Ouvrir un Varesi, c'est s'exposer au parfum des sous-bois, à une certaine idée du bonheur inséparable de la maturation des choses et d'une longueur en bouche de la littérature. Auteur de onze romans dont celui-ci est le troisième publié par la petite maison bordelaise de Nadège Agullo, on l'a comparé à Simenon pour la qualité de ses atmosphères. Et c'est vrai encore ici où le commissaire Soneri ne fuit les brumes de Parme que pour mieux se dissoudre dans le brouillard du petit village de son enfance, perdu au cœur de la vallée des Appenins.
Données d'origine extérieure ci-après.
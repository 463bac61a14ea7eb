//! Step 02: provision the storage pool backing guest images.

use crate::config_store::Configuration;
use crate::runner::CommandRunner;
use crate::step::{StepBody, StepReport};

/// Creates the pool directory and registers it with libvirt. Both commands
/// tolerate re-runs: `mkdir -p` is idempotent and an already-defined pool
/// only fails the define, which is treated as success when the pool is
/// already active.
pub struct ProvisionStorage;

impl StepBody for ProvisionStorage {
    fn run(&self, config: &Configuration, runner: &mut CommandRunner<'_>) -> StepReport {
        let pool = config.storage_pool.trim();
        if pool.is_empty() {
            return StepReport::failed("storage_pool must be configured");
        }

        let out = match runner.run("mkdir", &["-p", pool]) {
            Ok(out) => out,
            Err(e) => return StepReport::failed(e.to_string()),
        };
        if !out.success {
            return StepReport::failed(out.cause("pool directory creation"));
        }

        let out = match runner.run(
            "virsh",
            &[
                "pool-define-as",
                "hostprep",
                "dir",
                "--target",
                pool,
            ],
        ) {
            Ok(out) => out,
            Err(e) => return StepReport::failed(e.to_string()),
        };
        // an existing pool definition is fine on re-run
        if !out.success && !out.stderr.contains("already exists") {
            return StepReport::failed(out.cause("pool definition"));
        }

        let out = match runner.run("virsh", &["pool-start", "--build", "hostprep"]) {
            Ok(out) => out,
            Err(e) => return StepReport::failed(e.to_string()),
        };
        if !out.success && !out.stderr.contains("already active") {
            return StepReport::failed(out.cause("pool start"));
        }

        StepReport::ok()
    }
}

#[cfg(test)]
mod tests {
    use super::*;
    use crate::events::{EventKind, MemoryEventLog};
    use crate::step::{RunMode, StepId};

    #[test]
    fn test_dry_run_command_sequence() {
        let log = MemoryEventLog::new();
        let mut sink = log.clone();
        let mut runner = CommandRunner::new(StepId(2), RunMode::DryRun, &mut sink);

        let mut config = Configuration::default();
        config.set("storage_pool", "/var/lib/hostprep/pool");

        let report = ProvisionStorage.run(&config, &mut runner);
        assert!(report.success);

        let commands: Vec<String> = log
            .snapshot()
            .into_iter()
            .filter_map(|e| match e.kind {
                EventKind::Run { command } => Some(command),
                _ => None,
            })
            .collect();
        assert_eq!(
            commands,
            vec![
                "mkdir -p /var/lib/hostprep/pool",
                "virsh pool-define-as hostprep dir --target /var/lib/hostprep/pool",
                "virsh pool-start --build hostprep",
            ]
        );
    }

    #[test]
    fn test_unset_pool_fails() {
        let log = MemoryEventLog::new();
        let mut sink = log.clone();
        let mut runner = CommandRunner::new(StepId(2), RunMode::DryRun, &mut sink);

        let report = ProvisionStorage.run(&Configuration::default(), &mut runner);
        assert!(!report.success);
        assert!(log.snapshot().is_empty());
    }
}
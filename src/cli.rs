use std::path::PathBuf;

use clap::{Parser, Subcommand};

use crate::step::StepId;

/// hostprep - resumable host provisioning orchestrator
#[derive(Parser)]
#[command(name = "hostprep")]
#[command(about = "Drives an ordered, resumable sequence of provisioning steps against a host")]
#[command(version)]
pub struct Cli {
    /// Dry-run mode: walk the full control path (confirmations, events,
    /// progress commits) but print commands instead of executing them.
    #[arg(long, global = true)]
    pub dry_run: bool,

    /// Directory holding state, configuration, and the event log
    /// (default: $HOSTPREP_STATE_DIR or /var/lib/hostprep)
    #[arg(long, global = true)]
    pub state_dir: Option<PathBuf>,

    #[command(subcommand)]
    pub command: Option<Commands>,
}

#[derive(Subcommand)]
pub enum Commands {
    /// Run a single step by ID
    Run {
        /// Step ID (e.g. 01)
        step: StepId,

        /// Skip the confirmation prompt
        #[arg(short, long)]
        yes: bool,
    },
    /// Continue from the resume point, halting on the first non-DONE step
    Continue {
        /// Skip the confirmation prompts
        #[arg(short, long)]
        yes: bool,
    },
    /// Show the resume point and per-step progress
    Status,
    /// Run all validation checks; exits non-zero if any check fails
    Validate,
    /// Read or change configuration
    Config {
        #[command(subcommand)]
        action: ConfigCommands,
    },
}

#[derive(Subcommand)]
pub enum ConfigCommands {
    /// Print one configuration value
    Get {
        /// Configuration key
        key: String,
    },
    /// Change one configuration value (asks for confirmation)
    Set {
        /// Configuration key
        key: String,
        /// New value
        value: String,
        /// Skip the confirmation prompt
        #[arg(short, long)]
        yes: bool,
    },
}

impl Cli {
    pub fn parse_args() -> Self {
        Self::parse()
    }
}

#[cfg(test)]
mod tests {
    use super::*;

    #[test]
    fn test_run_parses_step_id() {
        let cli = Cli::parse_from(["hostprep", "run", "02", "--yes"]);
        match cli.command {
            Some(Commands::Run { step, yes }) => {
                assert_eq!(step, StepId(2));
                assert!(yes);
            }
            _ => panic!("expected Run"),
        }
    }

    #[test]
    fn test_global_flags() {
        let cli = Cli::parse_from(["hostprep", "--dry-run", "--state-dir", "/tmp/hp", "continue"]);
        assert!(cli.dry_run);
        assert_eq!(cli.state_dir.unwrap(), PathBuf::from("/tmp/hp"));
    }

    #[test]
    fn test_no_subcommand_is_interactive() {
        let cli = Cli::parse_from(["hostprep"]);
        assert!(cli.command.is_none());
    }

    #[test]
    fn test_config_set() {
        let cli = Cli::parse_from(["hostprep", "config", "set", "target_host", "hv01", "--yes"]);
        match cli.command {
            Some(Commands::Config {
                action: ConfigCommands::Set { key, value, yes },
            }) => {
                assert_eq!(key, "target_host");
                assert_eq!(value, "hv01");
                assert!(yes);
            }
            _ => panic!("expected Config Set"),
        }
    }
}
Une cinquantaine de pages après cette ouverture bucolique, les derniers souffles de l'automne trahissent des promesses de bolets. Soneri, lui, n'a fait qu'étrenner des rumeurs. Le roi du jambon de pays s'est fait la malle et les hypothèses de comptoir s'emparent de cette disparition. Bien qu'en vacances, on sait que le commissaire finira par les convertir en "affaire" et se retrouvera donc à enquêter sur le passé trouble de Montelupo.
Valerio Varesi appartient à cette classe d'auteurs dont le "territoire" est un marqueur décisif sans qu'on puisse le réduire à un quelconque régionalisme. Comme chez Indridason en Finlande, il se caractérise par une gestion du temps indifférente au format du polar contemporain. L'ombre du titre est le voile derrière lequel se dessinent peu à peu les contours de cette histoire ancienne et tragique. Soneri y puise ses racines et le lecteur s'y abandonne avec bonheur.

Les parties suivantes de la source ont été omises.